_Try it_
For the data below, report how many lines contain the string "bool" and write nothing more.

_Entries shown_
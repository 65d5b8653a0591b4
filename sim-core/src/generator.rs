//! Recursive binary branch generator.
//!
//! Layout of a generated [`Tree`]:
//!
//! ```text
//!            leaf  leaf  leaf  leaf
//!              \    /      \    /
//!              branch      branch      depth 1 (length L·d²)
//!                   \       /
//!                    branch            depth 0 (length L)
//!                      |
//!                     root  (static)
//!                      |
//!                     base  (static)
//! ```
//!
//! Nodes are stored in pre-order, so each subtree occupies a contiguous
//! range of ids; [`branch`] returns that range.

use crate::{
    body::Body,
    config::TreeParams,
    random::RandomSource,
    tree::Tree,
    types::NodeId,
};
use glam::Vec2;
use std::{f32::consts::TAU, ops::Range};

/// Stiffness of the distance constraint between a branch and its parent.
pub const BRANCH_STIFFNESS: f32 = 0.7;
/// Stiffness of the stem tying a leaf to its branch tip.
pub const LEAF_STIFFNESS: f32 = 0.1;
/// Stiffness of the trunk lock between base, root and first branch.
pub const TRUNK_LOCK_STIFFNESS: f32 = 1.0;
/// Joint stiffness at the trunk; falls linearly to zero at the tips.
pub const JOINT_STIFFNESS: f32 = 0.7;
/// Branch mass per squared unit of incoming branch length.
pub const MASS_PER_LENGTH_SQ: f32 = 0.04;
pub const BRANCH_RADIUS_PER_LENGTH: f32 = 0.04;
pub const ANCHOR_RADIUS: f32 = 3.0;

#[inline]
fn lerp(a: f32, b: f32, t: f32) -> f32 {
    a + (b - a) * t
}

/// Builds a complete tree from `params`.
///
/// The static root sits `root_offset` above the static base; the first
/// branch grows straight up from the root and the base/root/first-branch
/// angle is locked with stiffness 1. Draws one value from `rng` per leaf
/// for its initial orientation.
pub fn generate<R>(params: &TreeParams, rng: &mut R) -> Tree
where
    R: RandomSource + ?Sized,
{
    let base_pos = params.origin;
    let root_pos = params.origin + Vec2::new(0.0, params.root_offset);
    let mut tree = Tree::new(base_pos, root_pos, ANCHOR_RADIUS);

    let trunk = Vec2::Y * params.branch_length;
    let root = tree.root;
    let first = branch(&mut tree, params, rng, root, 0, trunk);
    let base = tree.base;
    tree.add_angle(base, root, first.start, TRUNK_LOCK_STIFFNESS);

    debug_assert!(
        tree.validate().is_ok(),
        "generator produced a malformed tree: {:?}",
        tree.validate()
    );

    log::info!(
        "generated tree: depth {}, {} nodes, {} leaves, {} constraints",
        params.max_depth,
        tree.nodes.len(),
        tree.leaf_ids().count(),
        tree.constraints.len()
    );
    tree
}

/// Grows one branch node at `parent + vec` and, recursively, everything
/// above it. Returns the id range of the new subtree.
///
/// Below `max_depth` the node forks into two children whose branch vectors
/// are `vec` rotated by `∓branch_angle` and scaled by `decay²`; at
/// `max_depth` it carries a single leaf instead.
pub fn branch<R>(
    tree: &mut Tree,
    params: &TreeParams,
    rng: &mut R,
    parent: NodeId,
    depth: u32,
    vec: Vec2,
) -> Range<NodeId>
where
    R: RandomSource + ?Sized,
{
    let pos = tree.nodes[parent].body.pos + vec;
    let mass = MASS_PER_LENGTH_SQ * vec.length_squared();
    let radius = BRANCH_RADIUS_PER_LENGTH * vec.length();
    let id = tree.add_child(parent, Body::branch(pos, mass, radius, depth), BRANCH_STIFFNESS);

    if depth < params.max_depth {
        let decay = params.segment_length_decay * params.segment_length_decay;
        let left_vec = Vec2::from_angle(-params.branch_angle).rotate(vec) * decay;
        let right_vec = Vec2::from_angle(params.branch_angle).rotate(vec) * decay;

        let left = branch(tree, params, rng, id, depth + 1, left_vec);
        let right = branch(tree, params, rng, id, depth + 1, right_vec);

        let joint = lerp(JOINT_STIFFNESS, 0.0, depth as f32 / params.max_depth as f32);
        tree.add_angle(parent, id, left.start, joint);
        tree.add_angle(parent, id, right.start, joint);

        id..right.end
    } else {
        let leaf_pos = pos + vec.normalize_or_zero() * params.leaf_stem;
        let angle = rng.next_unit() * TAU;
        let leaf = tree.add_child(
            id,
            Body::leaf(leaf_pos, params.leaf_mass, params.leaf_radius, angle),
            LEAF_STIFFNESS,
        );
        id..leaf + 1
    }
}
use glam::Vec2;

/// What role a body plays in the tree.
#[derive(Clone, Copy, Debug, PartialEq, Eq)]
pub enum BodyKind {
    /// Static base or root.
    Anchor,
    /// Intermediate node; `depth` 0 is the first branch above the root.
    Branch { depth: u32 },
    /// Terminal leaf; `attached` stays `true` until its stem is removed.
    Leaf { attached: bool },
}

/// A verlet point mass.
///
/// Velocity is implicit: `pos - prev`, in units per step.
#[derive(Clone, Debug)]
pub struct Body {
    pub pos: Vec2,
    pub prev: Vec2,
    pub mass: f32,
    pub radius: f32,
    pub angle: f32,
    pub angular_vel: f32,
    pub pinned: bool,
    pub kind: BodyKind,
}

impl Body {
    pub fn anchor(pos: Vec2, radius: f32) -> Self {
        Self {
            pos,
            prev: pos,
            mass: 0.0,
            radius,
            angle: 0.0,
            angular_vel: 0.0,
            pinned: true,
            kind: BodyKind::Anchor,
        }
    }

    pub fn branch(pos: Vec2, mass: f32, radius: f32, depth: u32) -> Self {
        Self {
            pos,
            prev: pos,
            mass,
            radius,
            angle: 0.0,
            angular_vel: 0.0,
            pinned: false,
            kind: BodyKind::Branch { depth },
        }
    }

    pub fn leaf(pos: Vec2, mass: f32, radius: f32, angle: f32) -> Self {
        Self {
            pos,
            prev: pos,
            mass,
            radius,
            angle,
            angular_vel: 0.0,
            pinned: false,
            kind: BodyKind::Leaf { attached: true },
        }
    }

    #[inline]
    pub fn velocity(&self) -> Vec2 {
        self.pos - self.prev
    }

    /// Overwrites the implicit velocity without moving the body.
    #[inline]
    pub fn set_velocity(&mut self, vel: Vec2) {
        self.prev = self.pos - vel;
    }

    /// Zero for pinned or massless bodies, so constraints never move them.
    #[inline]
    pub fn inv_mass(&self) -> f32 {
        if self.pinned || self.mass <= 0.0 {
            0.0
        } else {
            1.0 / self.mass
        }
    }

    #[inline]
    pub fn is_leaf(&self) -> bool {
        matches!(self.kind, BodyKind::Leaf { .. })
    }

    #[inline]
    pub fn is_attached_leaf(&self) -> bool {
        matches!(self.kind, BodyKind::Leaf { attached: true })
    }

    #[inline]
    pub fn is_detached_leaf(&self) -> bool {
        matches!(self.kind, BodyKind::Leaf { attached: false })
    }
}

#[cfg(test)]
mod tests {
    use super::*;

    #[test]
    fn set_velocity_keeps_position() {
        let mut b = Body::branch(Vec2::new(3.0, 4.0), 1.0, 1.0, 0);
        b.set_velocity(Vec2::new(0.5, -1.0));
        assert_eq!(b.pos, Vec2::new(3.0, 4.0));
        assert_eq!(b.velocity(), Vec2::new(0.5, -1.0));
    }

    #[test]
    fn pinned_and_massless_bodies_have_zero_inverse_mass() {
        assert_eq!(Body::anchor(Vec2::ZERO, 1.0).inv_mass(), 0.0);
        assert_eq!(Body::branch(Vec2::ZERO, 0.0, 1.0, 0).inv_mass(), 0.0);
        assert_eq!(Body::branch(Vec2::ZERO, 4.0, 1.0, 0).inv_mass(), 0.25);
    }

    #[test]
    fn new_leaf_starts_attached() {
        let leaf = Body::leaf(Vec2::ZERO, 0.02, 5.0, 1.0);
        assert!(leaf.is_leaf());
        assert!(leaf.is_attached_leaf());
        assert!(!leaf.is_detached_leaf());
    }
}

_Answer space_
5